On the environment, it is safe to say that 2021 will again be one of the hottest years on record, that ominous weather events (Atlantic storms, bushfires, floods, drought) will again remind us of the challenge ahead. But try also to notice the overwhelming number of organisations, companies, countries that sign up to a zero carbon plan. The US will rejoin the Paris agreement. We should celebrate the plummeting cost of solar, and the fact that the overwhelming majority of new electricity generation capacity globally will come from renewable sources. Electric car sales are soaring. And we will take confidence from the fact that if humans can overcome Covid-19, they can overcome the climate emergency too, from the same mix of research, resolve, resourcefulness and the resilience of our communities.

Activists demonstrate in front of the Eiffel Tower

Media will get a much-needed shot in the arm under a new Facebook licensing deal. Journalism, meanwhile, appears safer than at any point since the turn of the century, with the last two years showing a sharp decline in the number of journalists killed doing their job around the world.

The UN has designated 2021 as International Year of Peace and Trust. And while that may seem a little glib (it’s also the International Year of Fruits and Vegetables), we might hope for less conflict and violence in 2021 than in recent years. Deaths from terrorism have fallen for five years in a row. Though Syria and Yemen remain wretched, the number of people killed in wars finally seems to be declining.

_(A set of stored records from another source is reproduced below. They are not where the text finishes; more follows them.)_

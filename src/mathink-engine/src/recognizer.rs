//! Serialized access to one session, ink buffer and settings object

use serde::{Deserialize, Serialize};
use std::path::PathBuf;
use std::sync::{Arc, Mutex, MutexGuard};
use tracing::{debug, info};

use crate::decoder::Recognition;
use crate::engine::Engine;
use crate::error::{Error, Result};
use crate::ink::Ink;
use crate::session::EngineSession;
use crate::settings::{Settings, DEFAULT_CANDIDATE_LIMIT};
use crate::types::{Language, LanguageSpec, LogLevel, Mode};

/// Configuration for a [`Recognizer`]
#[derive(Debug, Clone, Serialize, Deserialize)]
pub struct RecognizerConfig {
    /// License artifact handed to the engine on create
    pub license: PathBuf,
    /// Directory holding the staged `*.hdb` model files
    pub resource_dir: Option<PathBuf>,
    /// Directory holding auxiliary engine libraries
    #[serde(default)]
    pub library_dir: Option<PathBuf>,
    #[serde(default)]
    pub mode: Mode,
    #[serde(default = "default_languages")]
    pub languages: Vec<LanguageSpec>,
    #[serde(default = "default_candidate_limit")]
    pub candidate_limit: usize,
    #[serde(default)]
    pub user_charset: Option<String>,
    /// Verbosity of the engine's own logging
    #[serde(default)]
    pub engine_log_level: LogLevel,
}

fn default_languages() -> Vec<LanguageSpec> {
    vec![Language::MiddleExpansion.into()]
}

fn default_candidate_limit() -> usize {
    DEFAULT_CANDIDATE_LIMIT
}

impl Default for RecognizerConfig {
    fn default() -> Self {
        let data_dir = crate::default_data_dir();
        Self {
            license: data_dir.join("license.key"),
            resource_dir: Some(crate::default_resource_dir()),
            library_dir: None,
            mode: Mode::default(),
            languages: default_languages(),
            candidate_limit: DEFAULT_CANDIDATE_LIMIT,
            user_charset: None,
            engine_log_level: LogLevel::None,
        }
    }
}

impl RecognizerConfig {
    /// Apply mode, languages, candidate limit and charset to `settings`
    pub fn apply(&self, settings: &mut Settings) -> Result<()> {
        settings.set_mode(self.mode)?;
        settings.set_candidate_limit(self.candidate_limit)?;
        settings.set_user_charset(self.user_charset.as_deref())?;
        settings.clear_languages()?;
        for spec in &self.languages {
            settings.add_language(*spec)?;
        }
        Ok(())
    }
}

// Field order is drop order: engine objects go before the session closes.
struct State {
    ink: Ink,
    settings: Settings,
    session: EngineSession,
}

/// Owns the engine session together with one ink buffer and one settings
/// object behind a lock.
///
/// The engine answers a second concurrent `recognize` with `EngineBusy`;
/// going through a `Recognizer` makes concurrent callers wait instead.
/// Settings changes made through [`Recognizer::configure`] are committed
/// right away.
#[derive(Clone)]
pub struct Recognizer {
    state: Arc<Mutex<State>>,
}

impl Recognizer {
    /// Open the session and prepare committed settings and an empty ink buffer
    pub fn open(engine: Arc<dyn Engine>, config: &RecognizerConfig) -> Result<Self> {
        info!("opening recognizer");
        let session = EngineSession::open(engine, &config.license)?;

        if let Some(dir) = &config.resource_dir {
            session.set_external_resource_path(dir)?;
        }
        if let Some(dir) = &config.library_dir {
            session.set_external_library_path(dir)?;
        }
        if config.engine_log_level != LogLevel::None {
            session.set_log_level(config.engine_log_level)?;
        }

        let mut settings = session.create_settings()?;
        config.apply(&mut settings)?;
        settings.commit(&session)?;

        let ink = session.create_ink()?;
        info!(
            "recognizer ready: mode={}, languages={:?}",
            settings.mode(),
            settings.languages()
        );

        Ok(Self {
            state: Arc::new(Mutex::new(State { ink, settings, session })),
        })
    }

    fn lock(&self) -> Result<MutexGuard<'_, State>> {
        self.state.lock().map_err(|_| Error::Poisoned)
    }

    pub fn add_point(&self, x: i32, y: i32) -> Result<()> {
        self.lock()?.ink.add_point(x, y)
    }

    pub fn end_stroke(&self) -> Result<()> {
        self.lock()?.ink.end_stroke()
    }

    pub fn clear_ink(&self) -> Result<()> {
        self.lock()?.ink.clear()
    }

    pub fn stroke_count(&self) -> Result<usize> {
        Ok(self.lock()?.ink.stroke_count())
    }

    /// Change the settings and commit them
    pub fn configure<F>(&self, f: F) -> Result<()>
    where
        F: FnOnce(&mut Settings) -> Result<()>,
    {
        let mut guard = self.lock()?;
        let state = &mut *guard;
        f(&mut state.settings)?;
        state.settings.commit(&state.session)
    }

    /// Replace the language list with a single language
    pub fn set_language(&self, spec: impl Into<LanguageSpec>) -> Result<()> {
        let spec = spec.into();
        debug!("switching language to {}", spec.language);
        self.configure(|settings| {
            settings.clear_languages()?;
            settings.add_language(spec)
        })
    }

    /// Run a read-only query against the session
    pub fn with_session<T>(&self, f: impl FnOnce(&EngineSession) -> Result<T>) -> Result<T> {
        let guard = self.lock()?;
        f(&guard.session)
    }

    /// Recognize the current ink, blocking until the engine answers
    pub fn recognize(&self) -> Result<Recognition> {
        let guard = self.lock()?;
        guard.session.recognize(&guard.ink, &guard.settings)
    }

    /// Recognize on tokio's blocking pool
    pub async fn recognize_async(&self) -> Result<Recognition> {
        let this = self.clone();
        tokio::task::spawn_blocking(move || this.recognize())
            .await
            .map_err(|e| Error::Task(e.to_string()))?
    }

    /// Close the session; later calls fail with `InvalidInstance`
    pub fn close(&self) -> Result<()> {
        self.lock()?.session.close()
    }
}

impl std::fmt::Debug for Recognizer {
    fn fmt(&self, f: &mut std::fmt::Formatter<'_>) -> std::fmt::Result {
        f.debug_struct("Recognizer").finish_non_exhaustive()
    }
}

Of course, risks remain. A burgeoning jobs crisis will amount to the gravest economic challenge in a generation. Ditto the mental health backlash from the corrosive uncertainty, restriction and isolation of the past year. An unprecedented debt burden will drag, though with interest rates at rock bottom, the impact is unlikely to be felt until later in the decade. The pandemic has affected people so unevenly that some will live with the negative consequences of 2020 far longer than others.

Germany faces a watershed year, with the end of the Angela Merkel era heralded in September elections. The Ethiopian war could yet destabilise the entire Horn of Africa. China and Russia are both big, unpredictable quantities. Scottish elections may herald a new push for independence.

So the year of recovery will probably be an uneven thing. We should not forget that recovery is rarely a straight line or a clear sharp moment like a weather front pulling across the sky. Anyone who has suffered serious illness or injury knows it comes in stops and starts, two steps forward, one step back. But each successive upswing is a little higher, each setback a little shorter, until we find ourselves on higher ground, able to look back on what we came through.

The pandemic was a watershed: there is no going back to how things were. But that is a good thing. But for the first time in more than a decade it feels like we might be able to go forward to somewhere better.